The Customer Acquisition Cost (CAC) is the amount invested in acquisition campaigns to convert leads into end-users. To calculate the CAC, divide the investment made in marketing and advertising campaigns by the volume of customers gained over the same period. This is an essential metric to ensure the successful operation of the e-commerce business. If the CAC is higher than the amount spent by users in the store, losses can occur.
The conversion rate measures the volume of customers who enter the e-commerce site and complete a purchase. It is one of the key indicators of online store performance. To calculate the conversion rate, divide the number of users who have purchased a product by the total number of visitors over a specific period. If the conversion rate is very low, you can assess various changes to the website to encourage greater consumer interest. You should also review your pricing strategy.

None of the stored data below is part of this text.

//! Screen-space star field drawn over the scene: three layers of twinkling
//! points and a few shooting stars.
//!
//! Positions are fractions of the viewport and sizes are logical pixels.
//! Timing follows CSS keyframe rules: a star holds still until its delay has
//! passed, then repeats its cycle forever.

use bytemuck::{Pod, Zeroable};
use glam::Vec2;
use rand::Rng;

pub const STAR_LAYERS: usize = 3;
pub const STARS_PER_LAYER: usize = 50;
pub const SHOOTING_STARS: usize = 3;
/// Every twinkling star, plus a head and a trail per shooting star.
pub const MAX_OVERLAY_SPRITES: usize = STAR_LAYERS * STARS_PER_LAYER + 2 * SHOOTING_STARS;

/// Opacity at both ends of a twinkle cycle; the peak is 1.
pub const TWINKLE_MIN_OPACITY: f32 = 0.3;
/// Scale at the peak of a twinkle.
pub const TWINKLE_PEAK_SCALE: f32 = 1.2;
const STAR_GLOW: f32 = 4.0;

/// Distance a shooting star covers in one pass, logical pixels, +y down.
pub const SHOOTING_TRAVEL: Vec2 = Vec2::new(300.0, 150.0);
/// Fraction of a pass spent fading in, and the same fading out.
pub const SHOOTING_FADE: f32 = 0.1;
const SHOOTING_HEAD: f32 = 2.0;
const SHOOTING_GLOW: f32 = 6.0;
const SHOOTING_TRAIL: Vec2 = Vec2::new(50.0, 1.0);

/// CSS `ease-in-out`: `cubic-bezier(0.42, 0, 0.58, 1)`.
pub fn ease_in_out(u: f32) -> f32 {
    let u = u.clamp(0.0, 1.0);
    let bezier = |s: f32, p1: f32, p2: f32| {
        let r = 1.0 - s;
        3.0 * r * r * s * p1 + 3.0 * r * s * s * p2 + s * s * s
    };
    let slope = |s: f32| {
        let r = 1.0 - s;
        3.0 * r * r * 0.42 + 6.0 * r * s * (0.58 - 0.42) + 3.0 * s * s * (1.0 - 0.58)
    };
    // Solve x(s) = u by Newton; x is strictly increasing on [0, 1].
    let mut s = u;
    for _ in 0..8 {
        s = (s - (bezier(s, 0.42, 0.58) - u) / slope(s)).clamp(0.0, 1.0);
    }
    bezier(s, 0.0, 1.0)
}

/// Sprite shapes understood by the overlay shader.
#[derive(Clone, Copy, Debug, PartialEq, Eq)]
#[repr(u32)]
pub enum SpriteShape {
    /// Round core with a soft halo.
    Glow = 0,
    /// Horizontal streak fading toward +x.
    Trail = 1,
}

/// One overlay quad, laid out for a storage buffer (48 bytes).
#[repr(C)]
#[derive(Clone, Copy, Debug, PartialEq, Pod, Zeroable)]
pub struct OverlaySprite {
    /// Physical pixels from the top-left corner.
    pub center: [f32; 2],
    /// Half width and half height in physical pixels.
    pub half_extent: [f32; 2],
    /// Straight-alpha color.
    pub color: [f32; 4],
    /// x = [`SpriteShape`], y = core radius in pixels, zw unused.
    pub shape: [f32; 4],
}

impl OverlaySprite {
    fn glow(center: Vec2, core: f32, halo: f32, opacity: f32) -> Self {
        let extent = core + halo;
        Self {
            center: center.to_array(),
            half_extent: [extent, extent],
            color: [1.0, 1.0, 1.0, opacity],
            shape: [SpriteShape::Glow as u32 as f32, core, 0.0, 0.0],
        }
    }

    fn trail(center: Vec2, half_extent: Vec2, opacity: f32) -> Self {
        Self {
            center: center.to_array(),
            half_extent: half_extent.to_array(),
            color: [1.0, 1.0, 1.0, opacity],
            shape: [SpriteShape::Trail as u32 as f32, 0.0, 0.0, 0.0],
        }
    }
}

/// Opacity and scale of a twinkling star at one instant.
#[derive(Clone, Copy, Debug, PartialEq)]
pub struct Twinkle {
    pub opacity: f32,
    pub scale: f32,
}

#[derive(Clone, Copy, Debug, PartialEq)]
pub struct TwinkleStar {
    /// Fraction of the viewport, each axis in `[0, 1)`.
    pub position: Vec2,
    /// Diameter in logical pixels, `[1, 4)`.
    pub size: f32,
    /// Seconds per cycle, `[2, 5)`.
    pub period: f32,
    /// Seconds before the first cycle, `[0, 2)`.
    pub delay: f32,
    /// Opacity shown until the delay has passed, `[0.3, 1)`.
    pub resting_opacity: f32,
}

impl TwinkleStar {
    fn generate(rng: &mut impl Rng) -> Self {
        let position = Vec2::new(rng.random::<f32>(), rng.random::<f32>());
        let size = rng.random_range(1.0..4.0);
        let period = rng.random_range(2.0..5.0);
        let delay = rng.random_range(0.0..2.0);
        let resting_opacity = rng.random_range(TWINKLE_MIN_OPACITY..1.0);
        Self {
            position,
            size,
            period,
            delay,
            resting_opacity,
        }
    }

    /// Dim at the ends of a cycle, brightest and largest halfway through.
    pub fn twinkle_at(&self, t: f32) -> Twinkle {
        if t < self.delay {
            return Twinkle {
                opacity: self.resting_opacity,
                scale: 1.0,
            };
        }
        let phase = ((t - self.delay) / self.period).fract();
        let rise = if phase < 0.5 {
            phase * 2.0
        } else {
            (1.0 - phase) * 2.0
        };
        let k = ease_in_out(rise);
        Twinkle {
            opacity: TWINKLE_MIN_OPACITY + (1.0 - TWINKLE_MIN_OPACITY) * k,
            scale: 1.0 + (TWINKLE_PEAK_SCALE - 1.0) * k,
        }
    }
}

/// Position and opacity of a shooting star at one instant.
#[derive(Clone, Copy, Debug, PartialEq)]
pub struct Streak {
    /// Logical pixels travelled from the start point.
    pub offset: Vec2,
    pub opacity: f32,
}

#[derive(Clone, Copy, Debug, PartialEq)]
pub struct ShootingStar {
    /// Fraction of the viewport: x in `[0, 1)`, y in `[0, 0.5)`.
    pub start: Vec2,
    /// Seconds per pass, `[2, 5)`.
    pub duration: f32,
    /// Seconds before the first pass, `[0, 10)`.
    pub delay: f32,
}

impl ShootingStar {
    fn generate(rng: &mut impl Rng) -> Self {
        let start = Vec2::new(rng.random::<f32>(), rng.random::<f32>() * 0.5);
        let duration = rng.random_range(2.0..5.0);
        let delay = rng.random_range(0.0..10.0);
        Self {
            start,
            duration,
            delay,
        }
    }

    /// Linear travel along [`SHOOTING_TRAVEL`], fading at both ends.
    /// `None` while invisible.
    pub fn streak_at(&self, t: f32) -> Option<Streak> {
        if t < self.delay {
            return None;
        }
        let phase = ((t - self.delay) / self.duration).fract();
        let opacity = if phase < SHOOTING_FADE {
            phase / SHOOTING_FADE
        } else if phase > 1.0 - SHOOTING_FADE {
            (1.0 - phase) / SHOOTING_FADE
        } else {
            1.0
        };
        (opacity > 0.0).then_some(Streak {
            offset: SHOOTING_TRAVEL * phase,
            opacity,
        })
    }
}

/// The whole overlay and its clock.
#[derive(Clone, Debug, Default, PartialEq)]
pub struct StarOverlay {
    layers: Vec<Vec<TwinkleStar>>,
    shooting: Vec<ShootingStar>,
    time: f32,
}

impl StarOverlay {
    pub fn generate(rng: &mut impl Rng) -> Self {
        let layers = (0..STAR_LAYERS)
            .map(|_| (0..STARS_PER_LAYER).map(|_| TwinkleStar::generate(rng)).collect())
            .collect();
        let shooting = (0..SHOOTING_STARS)
            .map(|_| ShootingStar::generate(rng))
            .collect();
        Self {
            layers,
            shooting,
            time: 0.0,
        }
    }

    pub fn from_parts(layers: Vec<Vec<TwinkleStar>>, shooting: Vec<ShootingStar>) -> Self {
        Self {
            layers,
            shooting,
            time: 0.0,
        }
    }

    pub fn layers(&self) -> &[Vec<TwinkleStar>] {
        &self.layers
    }

    pub fn shooting_stars(&self) -> &[ShootingStar] {
        &self.shooting
    }

    pub fn is_empty(&self) -> bool {
        self.layers.iter().all(Vec::is_empty) && self.shooting.is_empty()
    }

    pub fn time(&self) -> f32 {
        self.time
    }

    /// Advance the overlay clock, in seconds since the loop started.
    pub fn set_time(&mut self, time: f32) {
        self.time = time;
    }

    /// Quads for the current time in a `viewport` of physical pixels.
    /// `pixel_ratio` converts logical sizes to physical ones.
    pub fn sprites(&self, viewport: (u32, u32), pixel_ratio: f32) -> Vec<OverlaySprite> {
        let (width, height) = viewport;
        if width == 0 || height == 0 {
            return Vec::new();
        }
        let size = Vec2::new(width as f32, height as f32);
        let t = self.time;

        let mut sprites = Vec::with_capacity(MAX_OVERLAY_SPRITES);
        for star in self.layers.iter().flatten() {
            let twinkle = star.twinkle_at(t);
            sprites.push(OverlaySprite::glow(
                star.position * size,
                star.size * 0.5 * twinkle.scale * pixel_ratio,
                STAR_GLOW * pixel_ratio,
                twinkle.opacity,
            ));
        }
        for star in &self.shooting {
            let Some(streak) = star.streak_at(t) else {
                continue;
            };
            let top_left = star.start * size + streak.offset * pixel_ratio;
            let head = top_left + Vec2::splat(SHOOTING_HEAD * 0.5 * pixel_ratio);
            sprites.push(OverlaySprite::glow(
                head,
                SHOOTING_HEAD * 0.5 * pixel_ratio,
                SHOOTING_GLOW * pixel_ratio,
                streak.opacity,
            ));
            let half_trail = (SHOOTING_TRAIL * 0.5 * pixel_ratio).max(Vec2::splat(0.5));
            sprites.push(OverlaySprite::trail(
                top_left + half_trail,
                half_trail,
                streak.opacity,
            ));
        }
        sprites
    }
}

Basket abandonment is one of the main factors that reduce the conversion rate. Therefore, you need to know the basket abandonment rate, i.e., the number of users who place products in the trolley or basket and do not complete the payment. You also need to know who they are and what interests them. This allows you to initiate remarketing campaigns such as sending reminder emails or push notifications, to encourage them to return to their shopping basket, or make new purchases.
Now you know the conversion rate and how much it costs to attract new customers. It is also essential to have up-to-date information about how many users are loyal to the brand. The retention rate allows you to calculate how many customers continue to buy from the e-commerce business after the first order. It is critical as loyal consumers generally account for the majority of sales.
The Customer Lifetime Value is also essential to know which customers are most profitable to target loyalty campaigns. This data reflects the total revenue generated by a user in the e-commerce business since their first purchase. So, you can target your campaigns and offers especially to the most profitable customers, those who buy more and most frequently.
Although this is a more subjective metric, it is also essential to know the user’s feel-good factor with the brand. This is one of the factors that will encourage users to make new purchases in the future. To find out the level of customer satisfaction, you can use tools such as web-based questionnaires and social media. Alternatively, you can analyse feedback through the customer service department.
Finally, in an overall analysis of your e-commerce business, don’t forget to add the company’s profit margin to these metrics. Based on this, you can consider new pricing strategies to increase revenue, always being aware of the competition’s prices and the level of supply and demand. Combining competitive pricing with a good shopping experience will be the key to improving your KPIs.